** Data supplied follows **

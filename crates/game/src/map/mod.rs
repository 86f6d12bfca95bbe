mod objects;
mod testing_ground;

pub use objects::{ArenaMap, Obstacle};
pub use testing_ground::TestingGround;
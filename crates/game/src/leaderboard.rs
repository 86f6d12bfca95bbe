use serde::{Deserialize, Serialize};

use crate::player::{PlayerState, RemotePlayer};

#[derive(Debug, Clone, PartialEq, Eq, Serialize, Deserialize)]
pub struct LeaderboardEntry {
    pub id: u32,
    pub username: String,
    pub kills: u32,
    pub alive: bool,
    pub is_local: bool,
}

/// Kill standings built from one consistent snapshot of every known player.
#[derive(Debug, Clone, Default, PartialEq, Eq, Serialize, Deserialize)]
pub struct Leaderboard {
    entries: Vec<LeaderboardEntry>,
}

impl Leaderboard {
    pub fn from_players(local_id: u32, local: &PlayerState, remotes: &[RemotePlayer]) -> Self {
        let mut entries: Vec<LeaderboardEntry> = remotes
            .iter()
            .filter(|r| r.id != local_id)
            .map(|r| LeaderboardEntry {
                id: r.id,
                username: r.username.clone(),
                kills: r.kills,
                alive: r.alive,
                is_local: false,
            })
            .collect();

        entries.push(LeaderboardEntry {
            id: local_id,
            username: local.username().to_string(),
            kills: local.kills(),
            alive: local.is_alive(),
            is_local: true,
        });

        entries.sort_by(|a, b| {
            b.kills
                .cmp(&a.kills)
                .then_with(|| a.username.cmp(&b.username))
                .then_with(|| a.id.cmp(&b.id))
        });
        Self { entries }
    }

    pub fn entries(&self) -> &[LeaderboardEntry] {
        &self.entries
    }

    pub fn leader(&self) -> Option<&LeaderboardEntry> {
        self.entries.first()
    }

    pub fn local_rank(&self) -> Option<usize> {
        self.entries.iter().position(|e| e.is_local).map(|i| i + 1)
    }

    pub fn winner(&self, kill_limit: u32) -> Option<&LeaderboardEntry> {
        self.leader().filter(|e| kill_limit > 0 && e.kills >= kill_limit)
    }
}
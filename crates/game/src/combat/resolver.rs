use crate::map::Obstacle;
use crate::physics::Circle;

use super::bullet::Bullet;

/// Last-known view of another player, as seen by the resolver.
#[derive(Debug, Clone, PartialEq)]
pub struct HitTarget {
    pub id: u32,
    pub hitbox: Circle,
    pub health: f32,
    pub alive: bool,
}

/// A hit the local player landed on someone else.
#[derive(Debug, Clone, Copy, PartialEq)]
pub struct HitOutcome {
    pub target_id: u32,
    pub damage: f32,
    pub fatal: bool,
}

/// A bullet owned by someone else that reached the local hitbox.
#[derive(Debug, Clone, Copy, PartialEq)]
pub struct IncomingHit {
    pub source_id: u32,
    pub damage: f32,
}

/// Drops bullets that left the arena or outlived their budget. Runs before any
/// collision pass so a bullet leaving the arena never registers a hit.
pub fn remove_spent(bullets: &mut Vec<Bullet>, width: f32, height: f32, now_ms: u64) -> usize {
    let before = bullets.len();
    bullets.retain(|b| !b.is_stopped() && !b.should_remove(width, height, now_ms));
    before - bullets.len()
}

pub fn resolve_bullets_vs_obstacles(bullets: &mut Vec<Bullet>, obstacles: &[Obstacle]) -> usize {
    let mut absorbed = 0;
    for bullet in bullets.iter_mut().filter(|b| !b.is_stopped()) {
        let hitbox = bullet.hitbox();
        if obstacles.iter().any(|o| o.blocks(&hitbox)) {
            bullet.stop();
            absorbed += 1;
        }
    }
    bullets.retain(|b| !b.is_stopped());
    absorbed
}

/// Stops every foreign bullet touching the local hitbox, one hit per bullet.
/// Bullets owned by `local_id` pass through.
pub fn resolve_bullets_vs_local_player(
    bullets: &mut Vec<Bullet>,
    local_id: u32,
    hitbox: &Circle,
) -> Vec<IncomingHit> {
    let mut hits = Vec::new();
    for bullet in bullets.iter_mut() {
        if bullet.is_stopped() || bullet.owner_id() == local_id {
            continue;
        }
        if bullet.hitbox().overlaps_circle(hitbox) {
            hits.push(IncomingHit {
                source_id: bullet.owner_id(),
                damage: bullet.damage(),
            });
            bullet.stop();
        }
    }
    bullets.retain(|b| !b.is_stopped());
    hits
}

/// Resolves the local player's bullets against living remote targets.
///
/// A hit is fatal when the target's last-known health is at most the damage.
/// Target health is decremented in place so several bullets landing in the
/// same tick see each other's effect and a target can only die once.
pub fn resolve_bullets_vs_remote_players(
    bullets: &mut Vec<Bullet>,
    local_id: u32,
    targets: &mut [HitTarget],
) -> Vec<HitOutcome> {
    let mut outcomes = Vec::new();
    for bullet in bullets.iter_mut() {
        if bullet.is_stopped() || bullet.owner_id() != local_id {
            continue;
        }
        let hitbox = bullet.hitbox();
        let Some(target) = targets
            .iter_mut()
            .find(|t| t.alive && t.id != local_id && t.hitbox.overlaps_circle(&hitbox))
        else {
            continue;
        };

        let damage = bullet.damage();
        let fatal = target.health <= damage;
        target.health = (target.health - damage).max(0.0);
        if fatal {
            target.alive = false;
        }
        outcomes.push(HitOutcome {
            target_id: target.id,
            damage,
            fatal,
        });
        bullet.stop();
    }
    bullets.retain(|b| !b.is_stopped());
    outcomes
}

#[cfg(test)]
mod tests {
    use glam::Vec2;

    use super::*;

    fn target(id: u32, x: f32, health: f32) -> HitTarget {
        HitTarget {
            id,
            hitbox: Circle::new(Vec2::new(x, 0.0), 16.0),
            health,
            alive: true,
        }
    }

    #[test]
    fn first_obstacle_absorbs() {
        let obstacles = [
            Obstacle::new(0.0, 0.0, 10.0, 10.0),
            Obstacle::new(5.0, 5.0, 10.0, 10.0),
        ];
        let mut bullets = vec![
            Bullet::spawn(Vec2::new(8.0, 8.0), Vec2::X, 1, 6.0, 0),
            Bullet::spawn(Vec2::new(80.0, 80.0), Vec2::X, 1, 6.0, 0),
        ];
        assert_eq!(resolve_bullets_vs_obstacles(&mut bullets, &obstacles), 1);
        assert_eq!(bullets.len(), 1);
    }

    #[test]
    fn own_bullets_never_hit_local() {
        let hitbox = Circle::new(Vec2::ZERO, 16.0);
        let mut bullets = vec![
            Bullet::spawn(Vec2::ZERO, Vec2::X, 1, 6.0, 0),
            Bullet::spawn(Vec2::ZERO, Vec2::X, 2, 20.0, 0),
        ];
        let hits = resolve_bullets_vs_local_player(&mut bullets, 1, &hitbox);
        assert_eq!(
            hits,
            vec![IncomingHit {
                source_id: 2,
                damage: 20.0
            }]
        );
        assert_eq!(bullets.len(), 1);
        assert_eq!(bullets[0].owner_id(), 1);
    }

    #[test]
    fn one_bullet_one_target() {
        let mut targets = vec![target(2, 0.0, 100.0), target(3, 4.0, 100.0)];
        let mut bullets = vec![Bullet::spawn(Vec2::new(2.0, 0.0), Vec2::X, 1, 6.0, 0)];

        let outcomes = resolve_bullets_vs_remote_players(&mut bullets, 1, &mut targets);
        assert_eq!(
            outcomes,
            vec![HitOutcome {
                target_id: 2,
                damage: 6.0,
                fatal: false
            }]
        );
        assert!(bullets.is_empty());
        assert_eq!(targets[1].health, 100.0);

        let again = resolve_bullets_vs_remote_players(&mut bullets, 1, &mut targets);
        assert!(again.is_empty());
    }

    #[test]
    fn kill_counted_once_per_tick() {
        let mut targets = vec![target(2, 0.0, 10.0)];
        let mut bullets: Vec<_> = (0..3)
            .map(|_| Bullet::spawn(Vec2::ZERO, Vec2::X, 1, 6.0, 0))
            .collect();

        let outcomes = resolve_bullets_vs_remote_players(&mut bullets, 1, &mut targets);
        assert_eq!(outcomes.len(), 2);
        assert!(!outcomes[0].fatal);
        assert!(outcomes[1].fatal);
        assert_eq!(bullets.len(), 1);
        assert!(!targets[0].alive);
    }

    #[test]
    fn spent_bullets_skip_collision() {
        let obstacles = [Obstacle::new(-50.0, -50.0, 200.0, 200.0)];
        let mut bullets = vec![Bullet::spawn(Vec2::new(-20.0, 5.0), Vec2::X, 1, 6.0, 0)];

        assert_eq!(remove_spent(&mut bullets, 100.0, 100.0, 0), 1);
        assert_eq!(resolve_bullets_vs_obstacles(&mut bullets, &obstacles), 0);
    }
}
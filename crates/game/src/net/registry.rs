use super::protocol::{GameMessage, PacketError};

#[derive(Debug, Clone, Copy, PartialEq, Eq, PartialOrd, Ord, Hash)]
pub enum MessageKind {
    PlayerUpdate,
    BulletUpdate,
    PlayerHit,
    PingRequest,
    PingResponse,
    PlayerDisconnected,
    KillFeed,
}

impl MessageKind {
    pub const ALL: [MessageKind; 7] = [
        MessageKind::PlayerUpdate,
        MessageKind::BulletUpdate,
        MessageKind::PlayerHit,
        MessageKind::PingRequest,
        MessageKind::PingResponse,
        MessageKind::PlayerDisconnected,
        MessageKind::KillFeed,
    ];

    pub fn name(self) -> &'static str {
        match self {
            MessageKind::PlayerUpdate => "PlayerUpdate",
            MessageKind::BulletUpdate => "BulletUpdate",
            MessageKind::PlayerHit => "PlayerHit",
            MessageKind::PingRequest => "PingRequest",
            MessageKind::PingResponse => "PingResponse",
            MessageKind::PlayerDisconnected => "PlayerDisconnected",
            MessageKind::KillFeed => "KillFeed",
        }
    }
}

impl GameMessage {
    pub fn kind(&self) -> MessageKind {
        match self {
            GameMessage::PlayerUpdate { .. } => MessageKind::PlayerUpdate,
            GameMessage::BulletUpdate { .. } => MessageKind::BulletUpdate,
            GameMessage::PlayerHit { .. } => MessageKind::PlayerHit,
            GameMessage::PingRequest { .. } => MessageKind::PingRequest,
            GameMessage::PingResponse { .. } => MessageKind::PingResponse,
            GameMessage::PlayerDisconnected { .. } => MessageKind::PlayerDisconnected,
            GameMessage::KillFeed { .. } => MessageKind::KillFeed,
        }
    }
}

/// Set of message kinds an endpoint agrees to send and receive. Both ends of
/// a connection compare fingerprints during the handshake, so a mismatch is
/// caught before any gameplay traffic flows.
#[derive(Debug, Clone, Default, PartialEq, Eq)]
pub struct MessageRegistry {
    kinds: Vec<MessageKind>,
}

impl MessageRegistry {
    pub fn empty() -> Self {
        Self::default()
    }

    pub fn standard() -> Self {
        let mut registry = Self::empty();
        for kind in MessageKind::ALL {
            registry.register(kind);
        }
        registry
    }

    pub fn register(&mut self, kind: MessageKind) -> &mut Self {
        if let Err(pos) = self.kinds.binary_search(&kind) {
            self.kinds.insert(pos, kind);
        }
        self
    }

    pub fn contains(&self, kind: MessageKind) -> bool {
        self.kinds.binary_search(&kind).is_ok()
    }

    pub fn kinds(&self) -> &[MessageKind] {
        &self.kinds
    }

    /// FNV-1a over the sorted kind names.
    pub fn fingerprint(&self) -> u64 {
        const OFFSET: u64 = 0xcbf2_9ce4_8422_2325;
        const PRIME: u64 = 0x0000_0100_0000_01b3;

        let mut hash = OFFSET;
        for kind in &self.kinds {
            for byte in kind.name().bytes().chain(std::iter::once(0)) {
                hash ^= u64::from(byte);
                hash = hash.wrapping_mul(PRIME);
            }
        }
        hash
    }

    pub fn ensure_registered(&self, message: &GameMessage) -> Result<(), PacketError> {
        let kind = message.kind();
        if self.contains(kind) {
            Ok(())
        } else {
            Err(PacketError::Unregistered(kind.name()))
        }
    }
}
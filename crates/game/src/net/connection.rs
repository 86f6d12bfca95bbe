use std::collections::BTreeMap;
use std::net::SocketAddr;
use std::sync::Arc;
use std::time::{Duration, Instant};

use tokio::sync::mpsc::error::TrySendError;
use tokio::sync::{Notify, mpsc};

use super::protocol::DENY_SERVER_FULL;
use super::stats::{ConnectionCounters, NetworkStats};

pub type FrameSender = mpsc::Sender<Arc<[u8]>>;

/// Result of queueing one frame for a peer.
#[derive(Debug, Clone, Copy, PartialEq, Eq)]
pub enum Delivery {
    Queued,
    /// The peer's queue is full; the frame was dropped.
    Backlogged,
    Closed,
}

/// Outcome of handing one frame to a set of peers.
#[derive(Debug, Default, PartialEq, Eq)]
pub struct FanOut {
    pub delivered: usize,
    pub backlogged: Vec<u32>,
}

impl FanOut {
    fn push(&mut self, client_id: u32, delivery: Delivery) {
        match delivery {
            Delivery::Queued => self.delivered += 1,
            Delivery::Backlogged => self.backlogged.push(client_id),
            Delivery::Closed => {}
        }
    }
}

#[derive(Debug)]
pub struct ClientConnection {
    pub addr: SocketAddr,
    pub client_id: u32,
    pub connected_at: Instant,
    sender: FrameSender,
    counters: Arc<ConnectionCounters>,
    closed: Arc<Notify>,
}

impl ClientConnection {
    pub fn new(
        addr: SocketAddr,
        client_id: u32,
        sender: FrameSender,
        counters: Arc<ConnectionCounters>,
        closed: Arc<Notify>,
    ) -> Self {
        Self {
            addr,
            client_id,
            connected_at: Instant::now(),
            sender,
            counters,
            closed,
        }
    }

    /// Queues a frame for the writer task without waiting. A peer that stops
    /// reading fills its queue and every further frame is dropped.
    pub fn send(&self, frame: Arc<[u8]>) -> Delivery {
        match self.sender.try_send(frame) {
            Ok(()) => Delivery::Queued,
            Err(TrySendError::Full(_)) => {
                self.counters.record_dropped();
                Delivery::Backlogged
            }
            Err(TrySendError::Closed(_)) => {
                self.counters.record_dropped();
                Delivery::Closed
            }
        }
    }

    pub fn close(&self) {
        self.closed.notify_one();
    }

    pub fn uptime(&self) -> Duration {
        self.connected_at.elapsed()
    }

    pub fn stats(&self) -> NetworkStats {
        self.counters.snapshot()
    }
}

/// Registry of live relay connections keyed by server-assigned id. Ids start
/// at 1 and are never reused within a relay's lifetime.
#[derive(Debug)]
pub struct ConnectionManager {
    clients: BTreeMap<u32, ClientConnection>,
    next_client_id: u32,
    max_clients: usize,
}

impl ConnectionManager {
    pub fn new(max_clients: usize) -> Self {
        Self {
            clients: BTreeMap::new(),
            next_client_id: 1,
            max_clients,
        }
    }

    pub fn reserve_id(&mut self) -> Result<u32, &'static str> {
        if self.clients.len() >= self.max_clients {
            return Err(DENY_SERVER_FULL);
        }
        let client_id = self.next_client_id;
        self.next_client_id += 1;
        Ok(client_id)
    }

    pub fn insert(&mut self, connection: ClientConnection) {
        self.clients.insert(connection.client_id, connection);
    }

    pub fn get(&self, client_id: u32) -> Option<&ClientConnection> {
        self.clients.get(&client_id)
    }

    pub fn remove(&mut self, client_id: u32) -> Option<ClientConnection> {
        self.clients.remove(&client_id)
    }

    pub fn contains(&self, client_id: u32) -> bool {
        self.clients.contains_key(&client_id)
    }

    pub fn iter(&self) -> impl Iterator<Item = &ClientConnection> {
        self.clients.values()
    }

    pub fn total_count(&self) -> usize {
        self.clients.len()
    }

    pub fn max_clients(&self) -> usize {
        self.max_clients
    }

    pub fn send_to(&self, client_id: u32, frame: &Arc<[u8]>) -> FanOut {
        fan_out(self.clients.get(&client_id), frame)
    }

    pub fn broadcast(&self, frame: &Arc<[u8]>) -> FanOut {
        fan_out(self.clients.values(), frame)
    }

    pub fn broadcast_except(&self, except: u32, frame: &Arc<[u8]>) -> FanOut {
        fan_out(
            self.clients.values().filter(|c| c.client_id != except),
            frame,
        )
    }
}

fn fan_out<'a>(
    targets: impl IntoIterator<Item = &'a ClientConnection>,
    frame: &Arc<[u8]>,
) -> FanOut {
    let mut result = FanOut::default();
    for connection in targets {
        result.push(connection.client_id, connection.send(Arc::clone(frame)));
    }
    result
}

#[cfg(test)]
mod tests {
    use super::*;

    fn connect(manager: &mut ConnectionManager) -> (u32, mpsc::Receiver<Arc<[u8]>>) {
        connect_with_queue(manager, 16)
    }

    fn connect_with_queue(
        manager: &mut ConnectionManager,
        capacity: usize,
    ) -> (u32, mpsc::Receiver<Arc<[u8]>>) {
        let id = manager.reserve_id().unwrap();
        let (tx, rx) = mpsc::channel(capacity);
        let addr: SocketAddr = "127.0.0.1:9000".parse().unwrap();
        manager.insert(ClientConnection::new(
            addr,
            id,
            tx,
            Arc::default(),
            Arc::default(),
        ));
        (id, rx)
    }

    #[test]
    fn ids_start_at_one_and_respect_capacity() {
        let mut manager = ConnectionManager::new(2);
        let (a, _ra) = connect(&mut manager);
        let (b, _rb) = connect(&mut manager);
        assert_eq!((a, b), (1, 2));
        assert_eq!(manager.reserve_id(), Err("Server full"));

        manager.remove(a);
        let (c, _rc) = connect(&mut manager);
        assert_eq!(c, 3);
    }

    #[test]
    fn broadcast_skips_sender() {
        let mut manager = ConnectionManager::new(8);
        let (a, mut ra) = connect(&mut manager);
        let (_b, mut rb) = connect(&mut manager);
        let (_c, mut rc) = connect(&mut manager);

        let frame: Arc<[u8]> = Arc::from(&b"hello"[..]);
        assert_eq!(manager.broadcast_except(a, &frame).delivered, 2);
        assert!(ra.try_recv().is_err());
        assert_eq!(&*rb.try_recv().unwrap(), b"hello");
        assert_eq!(&*rc.try_recv().unwrap(), b"hello");
    }

    #[test]
    fn closed_writer_counts_drop() {
        let mut manager = ConnectionManager::new(8);
        let (a, ra) = connect(&mut manager);
        drop(ra);

        let frame: Arc<[u8]> = Arc::from(&b"x"[..]);
        assert_eq!(manager.send_to(a, &frame), FanOut::default());
        assert_eq!(manager.get(a).unwrap().stats().packets_dropped, 1);
    }

    #[test]
    fn full_queue_reports_backlog() {
        let mut manager = ConnectionManager::new(8);
        let (a, _ra) = connect(&mut manager);
        let (stalled, mut rs) = connect_with_queue(&mut manager, 1);

        let frame: Arc<[u8]> = Arc::from(&b"tick"[..]);
        assert_eq!(manager.broadcast_except(a, &frame).delivered, 1);

        let second = manager.broadcast(&frame);
        assert_eq!(second.delivered, 1);
        assert_eq!(second.backlogged, vec![stalled]);
        assert_eq!(manager.get(stalled).unwrap().stats().packets_dropped, 1);

        rs.try_recv().unwrap();
        assert_eq!(manager.send_to(stalled, &frame).delivered, 1);
    }
}
use super::archetype::{WeaponKind, WeaponSpec};

const RECOIL_FACTOR: f32 = 1.2;

/// Runtime state of one owned weapon. All timing is driven by the caller's
/// clock so tests can step time explicitly.
#[derive(Debug, Clone)]
pub struct Weapon {
    kind: WeaponKind,
    current_ammo: u32,
    reloading: bool,
    last_shot_ms: Option<u64>,
    reload_started_ms: u64,
    length: f32,
}

impl Weapon {
    pub fn new(kind: WeaponKind) -> Self {
        let spec = kind.spec();
        Self {
            kind,
            current_ammo: spec.magazine_size,
            reloading: false,
            last_shot_ms: None,
            reload_started_ms: 0,
            length: spec.length,
        }
    }

    pub fn kind(&self) -> WeaponKind {
        self.kind
    }

    pub fn spec(&self) -> &'static WeaponSpec {
        self.kind.spec()
    }

    pub fn name(&self) -> &'static str {
        self.spec().name
    }

    pub fn damage(&self) -> f32 {
        self.spec().damage
    }

    pub fn current_ammo(&self) -> u32 {
        self.current_ammo
    }

    pub fn magazine_size(&self) -> u32 {
        self.spec().magazine_size
    }

    pub fn is_reloading(&self) -> bool {
        self.reloading
    }

    /// Visual barrel length, shortened by recoil after a shot.
    pub fn length(&self) -> f32 {
        self.length
    }

    /// Returns whether a shot was produced. An empty magazine starts a reload
    /// and refuses the shot.
    pub fn fire(&mut self, now_ms: u64) -> bool {
        if self.reloading {
            return false;
        }

        if self.current_ammo == 0 {
            self.reload(now_ms);
            return false;
        }

        if let Some(last) = self.last_shot_ms {
            let since = now_ms.saturating_sub(last) as f32;
            if since < self.spec().shot_interval_ms() {
                return false;
            }
        }

        self.current_ammo -= 1;
        self.last_shot_ms = Some(now_ms);
        self.length = self.spec().length / RECOIL_FACTOR;
        true
    }

    /// Starts a timed reload. No-op while reloading or with a full magazine.
    pub fn reload(&mut self, now_ms: u64) -> bool {
        if self.reloading || self.current_ammo >= self.magazine_size() {
            return false;
        }
        self.reloading = true;
        self.reload_started_ms = now_ms;
        true
    }

    pub fn update(&mut self, now_ms: u64) {
        if self.reloading && now_ms.saturating_sub(self.reload_started_ms) > self.spec().reload_ms()
        {
            self.current_ammo = self.magazine_size();
            self.reloading = false;
        }

        let max = self.spec().length;
        self.length += (max - self.length) / 3.0;
    }

    /// Seconds left on the current reload, zero when not reloading.
    pub fn reload_remaining(&self, now_ms: u64) -> f32 {
        if !self.reloading {
            return 0.0;
        }
        let elapsed = now_ms.saturating_sub(self.reload_started_ms) as f32 / 1000.0;
        (self.spec().reload_time - elapsed).max(0.0)
    }
}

** End of Data supplied **

▶ Your objective
Filter the entries above down to the lines that contain the word "before".

▶ Task solution
/// Drops bullets that left the arena or outlived their budget. Runs before any
    let before = bullets.len();
    before - bullets.len()
/// caught before any gameplay traffic flows.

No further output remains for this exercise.